- _Task description_
Look over the lines below. Report each one that includes the string "WriteError".

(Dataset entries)
━━━━━━━━━━

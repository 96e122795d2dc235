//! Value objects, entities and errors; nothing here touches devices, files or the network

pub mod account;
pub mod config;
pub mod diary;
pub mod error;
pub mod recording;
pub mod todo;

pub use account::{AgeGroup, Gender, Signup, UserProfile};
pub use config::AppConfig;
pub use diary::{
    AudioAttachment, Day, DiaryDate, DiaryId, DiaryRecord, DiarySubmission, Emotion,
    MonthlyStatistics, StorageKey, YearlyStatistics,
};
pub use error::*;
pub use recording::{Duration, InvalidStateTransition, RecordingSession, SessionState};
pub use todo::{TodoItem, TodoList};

━━━━━━━━━━

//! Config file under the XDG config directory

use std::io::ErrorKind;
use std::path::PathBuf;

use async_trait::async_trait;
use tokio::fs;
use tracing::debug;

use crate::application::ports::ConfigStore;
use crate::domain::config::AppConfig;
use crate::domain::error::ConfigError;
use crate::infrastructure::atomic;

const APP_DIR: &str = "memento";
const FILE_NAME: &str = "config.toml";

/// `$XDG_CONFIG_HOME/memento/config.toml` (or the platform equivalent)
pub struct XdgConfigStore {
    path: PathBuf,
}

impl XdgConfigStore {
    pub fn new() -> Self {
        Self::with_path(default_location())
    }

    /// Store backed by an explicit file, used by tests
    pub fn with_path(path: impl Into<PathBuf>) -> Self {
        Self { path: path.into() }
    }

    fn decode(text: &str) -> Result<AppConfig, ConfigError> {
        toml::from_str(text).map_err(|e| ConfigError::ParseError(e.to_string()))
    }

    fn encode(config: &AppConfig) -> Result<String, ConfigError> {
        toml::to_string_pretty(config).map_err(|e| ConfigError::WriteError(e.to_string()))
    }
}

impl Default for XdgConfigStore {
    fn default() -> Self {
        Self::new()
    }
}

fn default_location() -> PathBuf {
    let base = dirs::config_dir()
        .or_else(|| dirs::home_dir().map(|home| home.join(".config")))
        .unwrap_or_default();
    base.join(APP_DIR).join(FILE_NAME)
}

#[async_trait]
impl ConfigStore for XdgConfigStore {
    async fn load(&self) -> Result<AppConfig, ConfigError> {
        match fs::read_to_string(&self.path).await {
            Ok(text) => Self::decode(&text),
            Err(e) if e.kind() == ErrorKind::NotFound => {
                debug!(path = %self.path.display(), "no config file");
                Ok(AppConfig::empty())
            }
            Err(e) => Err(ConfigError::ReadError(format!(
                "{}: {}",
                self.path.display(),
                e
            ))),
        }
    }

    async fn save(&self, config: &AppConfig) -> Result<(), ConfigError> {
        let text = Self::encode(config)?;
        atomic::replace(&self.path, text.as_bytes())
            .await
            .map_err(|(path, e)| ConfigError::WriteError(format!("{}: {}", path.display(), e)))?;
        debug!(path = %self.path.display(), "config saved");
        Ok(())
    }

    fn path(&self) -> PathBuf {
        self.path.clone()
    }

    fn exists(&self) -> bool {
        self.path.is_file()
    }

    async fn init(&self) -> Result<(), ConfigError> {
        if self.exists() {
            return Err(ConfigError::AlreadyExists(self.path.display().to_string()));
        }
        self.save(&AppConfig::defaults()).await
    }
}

━━━━━━━━━━

- _Output below_
        toml::to_string_pretty(config).map_err(|e| ConfigError::WriteError(e.to_string()))
            .map_err(|(path, e)| ConfigError::WriteError(format!("{}: {}", path.display(), e)))?;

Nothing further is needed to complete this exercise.